TASK ITEM:
Looking at the material below, work out how many of its lines hold the string "super". Give that figure alone.

================

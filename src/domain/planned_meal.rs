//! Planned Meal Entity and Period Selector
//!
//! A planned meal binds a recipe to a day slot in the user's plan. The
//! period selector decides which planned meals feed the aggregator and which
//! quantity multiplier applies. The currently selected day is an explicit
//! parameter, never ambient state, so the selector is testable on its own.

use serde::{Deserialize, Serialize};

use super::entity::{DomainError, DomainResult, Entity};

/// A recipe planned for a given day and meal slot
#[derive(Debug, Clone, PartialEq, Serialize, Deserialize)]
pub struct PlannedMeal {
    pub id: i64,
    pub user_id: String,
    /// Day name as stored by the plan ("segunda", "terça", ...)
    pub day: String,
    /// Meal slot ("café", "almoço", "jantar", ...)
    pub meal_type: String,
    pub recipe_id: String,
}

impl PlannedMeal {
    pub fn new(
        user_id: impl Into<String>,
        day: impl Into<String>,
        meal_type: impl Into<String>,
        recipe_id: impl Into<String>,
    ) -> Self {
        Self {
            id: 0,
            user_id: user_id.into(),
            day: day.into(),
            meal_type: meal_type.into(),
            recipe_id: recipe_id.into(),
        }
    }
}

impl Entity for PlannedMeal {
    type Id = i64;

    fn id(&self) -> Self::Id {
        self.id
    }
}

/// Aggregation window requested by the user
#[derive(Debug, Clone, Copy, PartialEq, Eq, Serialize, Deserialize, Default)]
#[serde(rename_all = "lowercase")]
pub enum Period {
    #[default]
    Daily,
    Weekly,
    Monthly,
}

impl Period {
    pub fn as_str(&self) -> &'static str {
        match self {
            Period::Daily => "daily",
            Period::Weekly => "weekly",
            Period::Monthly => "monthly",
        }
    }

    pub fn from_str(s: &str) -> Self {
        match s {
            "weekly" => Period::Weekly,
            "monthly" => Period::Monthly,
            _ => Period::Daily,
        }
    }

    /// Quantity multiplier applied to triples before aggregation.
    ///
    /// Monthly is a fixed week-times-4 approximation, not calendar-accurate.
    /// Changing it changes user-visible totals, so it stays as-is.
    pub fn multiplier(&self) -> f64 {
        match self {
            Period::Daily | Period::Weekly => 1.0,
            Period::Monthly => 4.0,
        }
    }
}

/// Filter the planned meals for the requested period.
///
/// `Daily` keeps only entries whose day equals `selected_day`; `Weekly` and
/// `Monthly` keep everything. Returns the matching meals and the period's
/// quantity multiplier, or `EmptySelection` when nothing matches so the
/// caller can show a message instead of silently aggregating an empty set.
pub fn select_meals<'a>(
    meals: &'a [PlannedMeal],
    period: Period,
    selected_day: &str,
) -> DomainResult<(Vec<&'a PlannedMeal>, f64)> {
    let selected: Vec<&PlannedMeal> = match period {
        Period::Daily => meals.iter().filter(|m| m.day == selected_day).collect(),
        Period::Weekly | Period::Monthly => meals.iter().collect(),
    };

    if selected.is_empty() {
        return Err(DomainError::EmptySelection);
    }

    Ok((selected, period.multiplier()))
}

================

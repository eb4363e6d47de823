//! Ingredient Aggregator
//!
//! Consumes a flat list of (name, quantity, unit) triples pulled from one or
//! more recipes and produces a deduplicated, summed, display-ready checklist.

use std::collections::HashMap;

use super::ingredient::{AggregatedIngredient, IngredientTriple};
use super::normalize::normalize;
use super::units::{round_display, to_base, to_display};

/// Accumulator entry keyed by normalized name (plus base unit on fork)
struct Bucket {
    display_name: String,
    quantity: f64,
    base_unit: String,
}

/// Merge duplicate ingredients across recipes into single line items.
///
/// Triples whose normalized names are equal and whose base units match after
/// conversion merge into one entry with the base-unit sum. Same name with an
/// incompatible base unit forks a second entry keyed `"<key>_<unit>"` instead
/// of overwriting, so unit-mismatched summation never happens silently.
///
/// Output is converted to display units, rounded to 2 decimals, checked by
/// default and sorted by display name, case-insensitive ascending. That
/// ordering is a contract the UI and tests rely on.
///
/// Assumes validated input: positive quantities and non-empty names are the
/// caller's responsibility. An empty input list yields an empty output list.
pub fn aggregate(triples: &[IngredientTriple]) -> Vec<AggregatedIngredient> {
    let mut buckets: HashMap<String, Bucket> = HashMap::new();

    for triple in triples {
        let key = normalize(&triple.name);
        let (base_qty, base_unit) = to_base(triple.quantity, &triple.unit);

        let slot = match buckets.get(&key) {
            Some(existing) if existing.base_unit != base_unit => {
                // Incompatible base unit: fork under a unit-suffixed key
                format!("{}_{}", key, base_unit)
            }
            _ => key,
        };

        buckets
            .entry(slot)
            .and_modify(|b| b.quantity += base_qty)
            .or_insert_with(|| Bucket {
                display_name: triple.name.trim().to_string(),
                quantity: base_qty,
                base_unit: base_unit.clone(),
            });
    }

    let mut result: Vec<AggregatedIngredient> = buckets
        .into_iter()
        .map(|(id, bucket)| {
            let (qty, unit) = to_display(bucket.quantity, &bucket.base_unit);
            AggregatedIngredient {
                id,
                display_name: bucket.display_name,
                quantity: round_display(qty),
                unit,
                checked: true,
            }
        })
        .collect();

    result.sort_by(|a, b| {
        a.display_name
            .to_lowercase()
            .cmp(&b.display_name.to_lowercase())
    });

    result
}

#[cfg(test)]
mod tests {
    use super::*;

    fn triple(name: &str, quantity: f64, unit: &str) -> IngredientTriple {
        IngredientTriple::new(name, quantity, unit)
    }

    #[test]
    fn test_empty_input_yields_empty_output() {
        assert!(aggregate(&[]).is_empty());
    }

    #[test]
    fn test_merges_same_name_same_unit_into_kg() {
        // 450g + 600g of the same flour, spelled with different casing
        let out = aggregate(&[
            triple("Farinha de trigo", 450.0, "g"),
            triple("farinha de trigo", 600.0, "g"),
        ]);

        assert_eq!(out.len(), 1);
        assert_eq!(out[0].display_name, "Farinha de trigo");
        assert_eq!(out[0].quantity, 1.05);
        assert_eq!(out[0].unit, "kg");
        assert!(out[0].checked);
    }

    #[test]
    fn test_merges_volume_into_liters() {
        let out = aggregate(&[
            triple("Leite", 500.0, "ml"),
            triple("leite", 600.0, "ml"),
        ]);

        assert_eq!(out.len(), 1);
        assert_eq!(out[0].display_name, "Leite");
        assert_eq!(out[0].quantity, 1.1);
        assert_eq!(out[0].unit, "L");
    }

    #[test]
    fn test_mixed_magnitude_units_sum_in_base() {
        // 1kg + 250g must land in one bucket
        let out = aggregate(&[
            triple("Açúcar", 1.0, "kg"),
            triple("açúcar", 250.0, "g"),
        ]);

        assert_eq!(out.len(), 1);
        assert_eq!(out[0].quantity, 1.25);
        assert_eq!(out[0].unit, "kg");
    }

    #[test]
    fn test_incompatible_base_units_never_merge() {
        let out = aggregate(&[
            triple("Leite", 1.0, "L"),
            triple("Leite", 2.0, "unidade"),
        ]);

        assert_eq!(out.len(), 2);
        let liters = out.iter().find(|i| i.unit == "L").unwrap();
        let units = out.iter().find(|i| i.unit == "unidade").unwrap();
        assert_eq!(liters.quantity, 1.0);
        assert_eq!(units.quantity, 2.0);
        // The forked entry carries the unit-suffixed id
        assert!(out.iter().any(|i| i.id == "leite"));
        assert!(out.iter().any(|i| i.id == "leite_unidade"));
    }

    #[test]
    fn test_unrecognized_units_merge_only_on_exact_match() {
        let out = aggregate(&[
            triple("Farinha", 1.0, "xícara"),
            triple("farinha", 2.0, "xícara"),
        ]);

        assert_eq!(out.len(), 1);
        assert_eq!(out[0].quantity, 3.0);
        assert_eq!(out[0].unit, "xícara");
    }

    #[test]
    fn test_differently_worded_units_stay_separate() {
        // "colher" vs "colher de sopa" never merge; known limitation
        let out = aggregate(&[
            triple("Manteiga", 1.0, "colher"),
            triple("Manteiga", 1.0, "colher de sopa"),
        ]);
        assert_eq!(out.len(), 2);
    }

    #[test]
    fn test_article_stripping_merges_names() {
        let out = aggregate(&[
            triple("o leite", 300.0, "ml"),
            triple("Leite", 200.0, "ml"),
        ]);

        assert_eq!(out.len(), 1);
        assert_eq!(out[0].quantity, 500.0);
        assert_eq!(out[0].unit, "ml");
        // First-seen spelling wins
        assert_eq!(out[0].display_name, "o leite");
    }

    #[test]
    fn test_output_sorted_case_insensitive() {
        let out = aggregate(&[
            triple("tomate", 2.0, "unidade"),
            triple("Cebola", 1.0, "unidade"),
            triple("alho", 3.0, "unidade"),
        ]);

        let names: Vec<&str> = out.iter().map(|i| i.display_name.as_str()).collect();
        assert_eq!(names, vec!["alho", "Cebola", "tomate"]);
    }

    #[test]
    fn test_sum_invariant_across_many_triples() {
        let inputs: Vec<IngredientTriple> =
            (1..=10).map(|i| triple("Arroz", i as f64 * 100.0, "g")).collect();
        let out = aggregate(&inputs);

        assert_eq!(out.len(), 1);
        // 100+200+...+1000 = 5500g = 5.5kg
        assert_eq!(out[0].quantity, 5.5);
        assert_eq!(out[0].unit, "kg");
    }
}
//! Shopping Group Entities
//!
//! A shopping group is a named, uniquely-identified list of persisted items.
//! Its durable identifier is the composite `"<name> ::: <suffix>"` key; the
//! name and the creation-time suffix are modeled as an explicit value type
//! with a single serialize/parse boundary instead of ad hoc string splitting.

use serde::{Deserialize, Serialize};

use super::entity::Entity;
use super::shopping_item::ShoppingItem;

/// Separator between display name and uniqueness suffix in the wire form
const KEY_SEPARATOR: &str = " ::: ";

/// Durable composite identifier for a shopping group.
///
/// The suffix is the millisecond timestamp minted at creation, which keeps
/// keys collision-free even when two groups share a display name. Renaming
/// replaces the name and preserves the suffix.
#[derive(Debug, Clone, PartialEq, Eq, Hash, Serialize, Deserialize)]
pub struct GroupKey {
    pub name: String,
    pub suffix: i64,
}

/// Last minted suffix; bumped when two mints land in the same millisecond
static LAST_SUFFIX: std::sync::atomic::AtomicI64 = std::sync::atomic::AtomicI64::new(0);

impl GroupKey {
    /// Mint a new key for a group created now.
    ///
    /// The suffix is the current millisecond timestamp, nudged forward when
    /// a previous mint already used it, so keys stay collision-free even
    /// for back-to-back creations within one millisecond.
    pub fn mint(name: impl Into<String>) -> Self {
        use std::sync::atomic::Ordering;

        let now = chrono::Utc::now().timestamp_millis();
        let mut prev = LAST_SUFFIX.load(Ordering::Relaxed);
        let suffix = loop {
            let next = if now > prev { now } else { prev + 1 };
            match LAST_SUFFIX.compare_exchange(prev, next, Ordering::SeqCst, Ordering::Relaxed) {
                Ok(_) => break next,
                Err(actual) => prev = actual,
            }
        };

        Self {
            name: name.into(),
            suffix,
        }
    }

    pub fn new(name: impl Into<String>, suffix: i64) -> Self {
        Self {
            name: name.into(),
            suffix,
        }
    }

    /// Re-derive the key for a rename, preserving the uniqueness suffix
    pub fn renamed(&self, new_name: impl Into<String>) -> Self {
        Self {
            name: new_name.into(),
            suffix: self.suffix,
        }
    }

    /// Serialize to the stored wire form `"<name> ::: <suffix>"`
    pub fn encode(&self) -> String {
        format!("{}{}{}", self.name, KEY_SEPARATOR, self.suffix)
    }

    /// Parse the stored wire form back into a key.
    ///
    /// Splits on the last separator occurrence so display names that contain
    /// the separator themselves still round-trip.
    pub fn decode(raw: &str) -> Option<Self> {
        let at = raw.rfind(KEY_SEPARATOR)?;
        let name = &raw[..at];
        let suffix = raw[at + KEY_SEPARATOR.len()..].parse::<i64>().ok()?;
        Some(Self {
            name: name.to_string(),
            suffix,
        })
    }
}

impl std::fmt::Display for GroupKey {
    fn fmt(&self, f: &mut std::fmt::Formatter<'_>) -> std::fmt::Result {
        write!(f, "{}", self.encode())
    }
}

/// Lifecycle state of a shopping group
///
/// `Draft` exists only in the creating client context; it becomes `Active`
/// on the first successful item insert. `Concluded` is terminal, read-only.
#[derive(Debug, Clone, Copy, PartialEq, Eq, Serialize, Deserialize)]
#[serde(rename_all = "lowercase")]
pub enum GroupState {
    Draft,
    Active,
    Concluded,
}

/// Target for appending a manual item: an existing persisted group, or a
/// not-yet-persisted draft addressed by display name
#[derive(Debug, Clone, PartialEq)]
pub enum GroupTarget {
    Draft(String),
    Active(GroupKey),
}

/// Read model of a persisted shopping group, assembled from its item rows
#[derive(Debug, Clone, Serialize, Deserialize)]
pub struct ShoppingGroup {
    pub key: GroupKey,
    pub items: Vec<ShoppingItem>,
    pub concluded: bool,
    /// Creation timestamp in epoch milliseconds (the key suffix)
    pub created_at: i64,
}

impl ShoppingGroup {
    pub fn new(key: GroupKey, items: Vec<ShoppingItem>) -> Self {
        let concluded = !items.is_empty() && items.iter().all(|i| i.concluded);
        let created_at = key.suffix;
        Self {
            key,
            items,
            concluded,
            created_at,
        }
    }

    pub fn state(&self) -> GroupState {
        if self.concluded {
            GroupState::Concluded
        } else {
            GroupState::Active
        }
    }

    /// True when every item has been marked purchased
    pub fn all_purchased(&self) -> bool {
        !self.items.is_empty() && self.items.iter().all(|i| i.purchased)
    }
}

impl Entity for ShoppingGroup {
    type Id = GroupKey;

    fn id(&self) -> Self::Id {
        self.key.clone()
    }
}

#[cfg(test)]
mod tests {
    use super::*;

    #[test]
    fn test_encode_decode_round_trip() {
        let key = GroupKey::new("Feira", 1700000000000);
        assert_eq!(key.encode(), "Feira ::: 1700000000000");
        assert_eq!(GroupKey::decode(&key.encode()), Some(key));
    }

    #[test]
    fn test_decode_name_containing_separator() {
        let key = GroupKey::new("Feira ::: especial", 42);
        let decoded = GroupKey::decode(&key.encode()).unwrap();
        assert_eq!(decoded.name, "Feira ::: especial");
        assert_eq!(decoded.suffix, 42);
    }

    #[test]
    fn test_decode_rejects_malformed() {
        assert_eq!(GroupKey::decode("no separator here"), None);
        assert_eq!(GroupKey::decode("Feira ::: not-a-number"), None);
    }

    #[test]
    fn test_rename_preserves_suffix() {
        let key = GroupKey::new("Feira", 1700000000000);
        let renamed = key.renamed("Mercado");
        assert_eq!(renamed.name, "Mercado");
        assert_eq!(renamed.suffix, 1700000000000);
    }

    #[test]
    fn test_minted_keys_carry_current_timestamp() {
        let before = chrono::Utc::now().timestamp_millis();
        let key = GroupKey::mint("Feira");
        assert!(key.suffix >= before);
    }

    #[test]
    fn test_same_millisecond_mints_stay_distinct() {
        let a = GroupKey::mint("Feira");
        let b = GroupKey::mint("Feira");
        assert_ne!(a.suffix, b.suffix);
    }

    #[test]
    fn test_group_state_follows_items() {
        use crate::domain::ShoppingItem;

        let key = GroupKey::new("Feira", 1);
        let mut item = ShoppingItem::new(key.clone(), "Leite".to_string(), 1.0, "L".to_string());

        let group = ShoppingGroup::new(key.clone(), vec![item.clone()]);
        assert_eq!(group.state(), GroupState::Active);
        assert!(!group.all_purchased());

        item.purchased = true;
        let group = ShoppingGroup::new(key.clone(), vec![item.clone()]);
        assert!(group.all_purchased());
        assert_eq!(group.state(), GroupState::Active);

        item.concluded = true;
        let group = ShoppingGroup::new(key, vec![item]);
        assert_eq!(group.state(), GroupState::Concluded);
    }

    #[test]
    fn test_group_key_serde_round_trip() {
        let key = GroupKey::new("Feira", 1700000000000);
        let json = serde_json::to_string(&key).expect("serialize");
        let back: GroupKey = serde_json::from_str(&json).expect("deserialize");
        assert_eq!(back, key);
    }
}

================

ANSWER SECTION:
8